+++ Entries supplied

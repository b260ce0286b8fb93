//! Rule-based viseme classification with hysteresis.

use crate::config::LipsyncConfig;
use crate::defaults;
use crate::lipsync::features::{AveragedFeatures, FeatureHistory, SpectralFrame};
use crate::lipsync::viseme::{PhoneticClass, Viseme, VisemeScores};
use serde::Serialize;

/// Result of classifying one tick.
#[derive(Debug, Clone, Copy, PartialEq, Serialize)]
pub struct Classification {
    pub viseme: Viseme,
    /// Mouth opening in `[0, 1]`; zero for silence.
    pub intensity: f32,
}

impl Classification {
    pub const SILENCE: Classification = Classification {
        viseme: Viseme::Sil,
        intensity: 0.0,
    };
}

/// Thresholds used by [`VisemeClassifier`].
#[derive(Debug, Clone, Copy, PartialEq)]
pub struct ClassifierThresholds {
    pub silence: f32,
    pub voiced: f32,
    pub hysteresis: f32,
    pub fricative_centroid_hz: f32,
    pub plosive_volume_delta: f32,
    pub intensity_full_scale: f32,
}

impl Default for ClassifierThresholds {
    fn default() -> Self {
        Self {
            silence: defaults::SILENCE_THRESHOLD,
            voiced: defaults::VOICED_THRESHOLD,
            hysteresis: defaults::HYSTERESIS,
            fricative_centroid_hz: defaults::FRICATIVE_CENTROID_HZ,
            plosive_volume_delta: defaults::PLOSIVE_VOLUME_DELTA,
            intensity_full_scale: defaults::INTENSITY_FULL_SCALE,
        }
    }
}

impl From<&LipsyncConfig> for ClassifierThresholds {
    fn from(config: &LipsyncConfig) -> Self {
        Self {
            silence: config.silence_threshold,
            hysteresis: config.hysteresis,
            ..Self::default()
        }
    }
}

/// Picks one viseme per tick from the current frame and the history trend.
///
/// The symbol on screen changes only after a challenger has outscored it
/// (hysteresis bias included) on two consecutive ticks, so a single-frame
/// outlier never reaches the mouth.
#[derive(Debug, Clone)]
pub struct VisemeClassifier {
    thresholds: ClassifierThresholds,
    current: Viseme,
    challenged: bool,
}

impl VisemeClassifier {
    pub fn new(thresholds: ClassifierThresholds) -> Self {
        Self {
            thresholds,
            current: Viseme::Sil,
            challenged: false,
        }
    }

    pub fn current(&self) -> Viseme {
        self.current
    }

    pub fn class(&self) -> PhoneticClass {
        self.current.class()
    }

    pub fn reset(&mut self) {
        self.current = Viseme::Sil;
        self.challenged = false;
    }

    /// Classify `frame`, which must already be the newest entry of `history`.
    pub fn classify(&mut self, frame: &SpectralFrame, history: &FeatureHistory) -> Classification {
        let Some(avg) = history.average() else {
            self.reset();
            return Classification::SILENCE;
        };

        let mut scores = self.score(frame, &avg);
        // Favour the symbol already on screen to avoid flicker.
        scores.scale(self.current, self.thresholds.hysteresis);
        let best = scores.best();
        if best == self.current {
            self.challenged = false;
        } else if self.challenged {
            self.current = best;
            self.challenged = false;
        } else {
            self.challenged = true;
        }
        let viseme = self.current;

        if viseme == Viseme::Sil {
            return Classification::SILENCE;
        }
        Classification {
            viseme,
            intensity: (frame.volume / self.thresholds.intensity_full_scale).min(1.0),
        }
    }

    /// Raw scores before hysteresis.
    pub fn score(&self, frame: &SpectralFrame, avg: &AveragedFeatures) -> VisemeScores {
        let t = &self.thresholds;
        let mut scores = VisemeScores::default();

        if avg.volume < t.silence && frame.volume < t.silence {
            scores.set(Viseme::Sil, 1.0);
        }

        if avg.volume <= t.voiced {
            return scores;
        }

        let band = |i: usize| avg.bands.get(i).copied().unwrap_or(0.0);
        let (b2, b3, b4, b5) = (band(1), band(2), band(3), band(4));

        if b3 > 0.1 || b4 > 0.1 {
            if b4 > b3 {
                scores.set(Viseme::Aa, 0.8);
            }
            if b3 > b2 && b3 > b4 {
                scores.set(Viseme::I, 0.7);
            }
            if b3 > 0.25 && b5 > 0.25 {
                scores.set(Viseme::O, 0.7);
            }
            if b3 < 0.15 && b5 < 0.15 {
                scores.set(Viseme::U, 0.7);
            }
            if b2 > b3 && b3 > b4 {
                scores.set(Viseme::E, 1.0);
            }
        }

        if frame.centroid > t.fricative_centroid_hz {
            scores.add(Viseme::SS, 0.6);
            scores.add(Viseme::FF, 0.5);
        }

        if frame.volume - avg.volume > t.plosive_volume_delta {
            scores.add(Viseme::PP, 0.8);
            scores.add(Viseme::DD, 0.7);
            scores.add(Viseme::Kk, 0.6);
        }

        scores
    }
}

impl Default for VisemeClassifier {
    fn default() -> Self {
        Self::new(ClassifierThresholds::default())
    }
}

++++++

• [Problem to work on]: All the lines that hold the word "impl" must appear in the answer, copied from the records.

• [Task solution]:
impl Classification {
impl Default for ClassifierThresholds {
impl From<&LipsyncConfig> for ClassifierThresholds {
impl VisemeClassifier {
impl Default for VisemeClassifier {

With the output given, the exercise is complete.